Segment Open

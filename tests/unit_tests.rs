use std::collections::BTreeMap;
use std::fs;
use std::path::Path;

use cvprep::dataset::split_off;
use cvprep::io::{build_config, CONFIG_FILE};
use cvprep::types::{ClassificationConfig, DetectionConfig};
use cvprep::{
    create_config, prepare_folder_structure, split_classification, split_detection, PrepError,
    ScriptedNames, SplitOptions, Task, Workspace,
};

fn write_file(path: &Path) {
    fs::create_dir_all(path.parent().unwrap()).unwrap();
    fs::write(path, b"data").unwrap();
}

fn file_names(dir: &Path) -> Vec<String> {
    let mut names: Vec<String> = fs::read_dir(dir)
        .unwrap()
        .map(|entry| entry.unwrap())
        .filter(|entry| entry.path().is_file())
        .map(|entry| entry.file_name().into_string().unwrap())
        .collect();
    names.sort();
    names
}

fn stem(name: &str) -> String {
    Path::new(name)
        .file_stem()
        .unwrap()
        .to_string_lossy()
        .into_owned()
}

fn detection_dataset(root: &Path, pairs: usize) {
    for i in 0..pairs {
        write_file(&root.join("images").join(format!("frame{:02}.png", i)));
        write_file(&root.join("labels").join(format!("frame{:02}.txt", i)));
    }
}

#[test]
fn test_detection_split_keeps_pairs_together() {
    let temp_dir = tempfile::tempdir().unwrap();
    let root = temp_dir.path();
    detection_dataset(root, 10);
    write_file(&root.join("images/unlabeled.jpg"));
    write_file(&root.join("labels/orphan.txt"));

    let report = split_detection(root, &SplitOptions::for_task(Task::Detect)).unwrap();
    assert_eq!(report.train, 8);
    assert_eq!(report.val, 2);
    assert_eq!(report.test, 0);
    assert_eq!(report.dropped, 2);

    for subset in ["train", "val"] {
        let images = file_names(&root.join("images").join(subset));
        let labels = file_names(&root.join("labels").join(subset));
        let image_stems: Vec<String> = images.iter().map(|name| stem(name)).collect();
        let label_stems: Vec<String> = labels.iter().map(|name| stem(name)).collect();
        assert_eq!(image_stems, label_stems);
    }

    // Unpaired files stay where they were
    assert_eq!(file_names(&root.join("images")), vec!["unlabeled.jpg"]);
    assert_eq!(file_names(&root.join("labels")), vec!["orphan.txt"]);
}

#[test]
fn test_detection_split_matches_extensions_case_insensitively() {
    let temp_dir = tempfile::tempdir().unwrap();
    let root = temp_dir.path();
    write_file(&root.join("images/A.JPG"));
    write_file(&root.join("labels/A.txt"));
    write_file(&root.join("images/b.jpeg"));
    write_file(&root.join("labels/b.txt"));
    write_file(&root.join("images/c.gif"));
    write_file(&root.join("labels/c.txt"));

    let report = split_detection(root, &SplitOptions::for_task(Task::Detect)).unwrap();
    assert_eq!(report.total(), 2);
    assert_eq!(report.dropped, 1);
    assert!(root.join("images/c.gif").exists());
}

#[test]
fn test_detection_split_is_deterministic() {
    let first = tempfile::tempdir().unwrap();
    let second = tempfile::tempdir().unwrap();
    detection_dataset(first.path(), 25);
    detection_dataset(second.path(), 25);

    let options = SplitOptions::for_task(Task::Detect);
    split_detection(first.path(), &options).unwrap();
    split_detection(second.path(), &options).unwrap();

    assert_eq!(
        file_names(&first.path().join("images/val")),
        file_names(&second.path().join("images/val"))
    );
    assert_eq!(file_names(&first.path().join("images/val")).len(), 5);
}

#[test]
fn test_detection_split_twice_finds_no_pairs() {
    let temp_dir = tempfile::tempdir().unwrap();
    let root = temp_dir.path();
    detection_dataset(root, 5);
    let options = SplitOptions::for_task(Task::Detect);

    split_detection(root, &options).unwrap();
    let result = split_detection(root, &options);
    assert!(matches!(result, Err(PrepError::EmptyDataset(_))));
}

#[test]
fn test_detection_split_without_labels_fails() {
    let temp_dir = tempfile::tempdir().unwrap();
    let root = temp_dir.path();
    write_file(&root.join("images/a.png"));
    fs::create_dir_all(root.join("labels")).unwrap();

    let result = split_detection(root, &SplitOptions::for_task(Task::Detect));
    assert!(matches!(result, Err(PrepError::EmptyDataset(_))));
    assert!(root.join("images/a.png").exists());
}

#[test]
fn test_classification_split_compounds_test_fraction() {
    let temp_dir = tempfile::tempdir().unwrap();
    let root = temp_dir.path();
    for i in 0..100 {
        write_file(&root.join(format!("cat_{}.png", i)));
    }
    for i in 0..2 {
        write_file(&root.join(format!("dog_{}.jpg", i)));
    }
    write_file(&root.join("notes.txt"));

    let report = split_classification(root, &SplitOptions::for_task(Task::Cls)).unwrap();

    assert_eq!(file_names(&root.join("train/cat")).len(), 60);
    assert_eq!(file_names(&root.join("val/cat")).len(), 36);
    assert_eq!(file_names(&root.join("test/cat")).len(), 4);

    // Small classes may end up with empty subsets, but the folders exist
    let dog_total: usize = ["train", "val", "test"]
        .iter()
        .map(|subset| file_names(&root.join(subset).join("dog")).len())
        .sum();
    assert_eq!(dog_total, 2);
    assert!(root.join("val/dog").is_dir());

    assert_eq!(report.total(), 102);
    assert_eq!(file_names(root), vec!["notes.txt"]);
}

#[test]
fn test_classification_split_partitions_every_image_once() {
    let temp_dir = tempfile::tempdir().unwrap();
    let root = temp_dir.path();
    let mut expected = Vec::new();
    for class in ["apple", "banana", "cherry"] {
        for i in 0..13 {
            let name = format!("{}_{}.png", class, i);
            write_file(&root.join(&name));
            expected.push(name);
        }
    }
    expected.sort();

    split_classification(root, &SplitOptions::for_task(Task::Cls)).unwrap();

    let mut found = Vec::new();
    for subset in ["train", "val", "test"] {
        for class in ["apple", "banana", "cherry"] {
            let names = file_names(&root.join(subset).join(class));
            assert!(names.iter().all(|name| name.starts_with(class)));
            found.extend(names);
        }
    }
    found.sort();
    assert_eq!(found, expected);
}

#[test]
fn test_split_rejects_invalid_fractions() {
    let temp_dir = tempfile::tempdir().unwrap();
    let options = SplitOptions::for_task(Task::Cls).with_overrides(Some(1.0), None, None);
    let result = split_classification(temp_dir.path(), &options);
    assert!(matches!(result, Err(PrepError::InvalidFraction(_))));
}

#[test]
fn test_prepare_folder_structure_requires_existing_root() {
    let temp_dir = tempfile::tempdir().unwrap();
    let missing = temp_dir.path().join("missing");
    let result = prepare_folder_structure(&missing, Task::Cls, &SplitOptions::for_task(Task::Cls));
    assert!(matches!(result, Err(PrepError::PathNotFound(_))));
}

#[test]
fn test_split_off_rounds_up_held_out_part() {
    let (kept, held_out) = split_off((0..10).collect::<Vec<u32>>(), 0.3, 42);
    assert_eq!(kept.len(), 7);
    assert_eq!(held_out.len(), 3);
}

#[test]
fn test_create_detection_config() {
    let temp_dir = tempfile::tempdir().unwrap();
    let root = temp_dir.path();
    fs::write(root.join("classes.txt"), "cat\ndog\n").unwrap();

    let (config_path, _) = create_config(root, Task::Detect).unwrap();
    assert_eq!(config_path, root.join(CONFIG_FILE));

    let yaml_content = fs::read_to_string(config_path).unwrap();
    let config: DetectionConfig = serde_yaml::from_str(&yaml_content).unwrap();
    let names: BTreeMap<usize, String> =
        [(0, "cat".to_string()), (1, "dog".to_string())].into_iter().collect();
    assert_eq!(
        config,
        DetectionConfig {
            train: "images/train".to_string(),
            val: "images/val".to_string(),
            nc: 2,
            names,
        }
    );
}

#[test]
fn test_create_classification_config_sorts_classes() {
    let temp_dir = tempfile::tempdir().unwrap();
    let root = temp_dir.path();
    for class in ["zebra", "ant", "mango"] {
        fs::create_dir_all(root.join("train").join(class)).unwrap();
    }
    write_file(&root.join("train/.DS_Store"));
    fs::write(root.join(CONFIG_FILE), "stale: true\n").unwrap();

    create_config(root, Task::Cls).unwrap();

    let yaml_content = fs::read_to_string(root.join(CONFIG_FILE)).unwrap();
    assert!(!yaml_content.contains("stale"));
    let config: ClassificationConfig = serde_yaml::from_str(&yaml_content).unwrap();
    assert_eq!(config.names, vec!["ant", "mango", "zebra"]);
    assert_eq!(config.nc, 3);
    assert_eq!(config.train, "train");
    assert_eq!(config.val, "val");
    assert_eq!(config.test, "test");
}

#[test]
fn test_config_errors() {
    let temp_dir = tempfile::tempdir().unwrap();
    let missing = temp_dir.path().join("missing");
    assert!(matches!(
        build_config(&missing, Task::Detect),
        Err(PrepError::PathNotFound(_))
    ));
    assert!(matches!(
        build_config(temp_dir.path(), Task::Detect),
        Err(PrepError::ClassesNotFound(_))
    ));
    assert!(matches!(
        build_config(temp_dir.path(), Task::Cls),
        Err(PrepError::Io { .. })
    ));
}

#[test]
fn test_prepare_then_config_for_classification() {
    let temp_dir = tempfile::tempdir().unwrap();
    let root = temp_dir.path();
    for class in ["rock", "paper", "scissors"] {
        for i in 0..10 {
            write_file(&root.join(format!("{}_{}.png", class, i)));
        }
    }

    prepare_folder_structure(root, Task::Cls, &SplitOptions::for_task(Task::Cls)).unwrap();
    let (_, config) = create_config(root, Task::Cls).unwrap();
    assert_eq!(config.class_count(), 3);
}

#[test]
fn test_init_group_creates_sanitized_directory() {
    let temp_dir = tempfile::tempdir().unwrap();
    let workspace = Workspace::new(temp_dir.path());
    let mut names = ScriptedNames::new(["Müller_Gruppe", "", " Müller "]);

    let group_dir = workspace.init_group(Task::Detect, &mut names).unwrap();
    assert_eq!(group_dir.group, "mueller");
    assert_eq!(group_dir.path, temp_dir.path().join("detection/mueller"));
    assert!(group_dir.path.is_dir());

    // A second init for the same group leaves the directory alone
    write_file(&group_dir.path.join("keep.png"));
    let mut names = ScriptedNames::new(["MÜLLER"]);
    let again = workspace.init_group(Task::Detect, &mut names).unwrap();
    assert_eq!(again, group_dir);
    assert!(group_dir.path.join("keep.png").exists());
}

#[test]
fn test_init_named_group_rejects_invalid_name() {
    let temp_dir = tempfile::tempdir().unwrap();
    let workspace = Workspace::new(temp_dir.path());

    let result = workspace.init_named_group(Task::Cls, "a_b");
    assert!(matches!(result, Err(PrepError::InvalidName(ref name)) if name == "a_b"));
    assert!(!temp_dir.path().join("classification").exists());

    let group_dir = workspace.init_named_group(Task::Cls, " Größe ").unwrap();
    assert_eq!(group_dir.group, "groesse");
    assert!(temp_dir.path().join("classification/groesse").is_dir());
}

Segment Closed

About this task:
How many lines in this listing contain "zebra"? Give that number and stop.

Answer:
2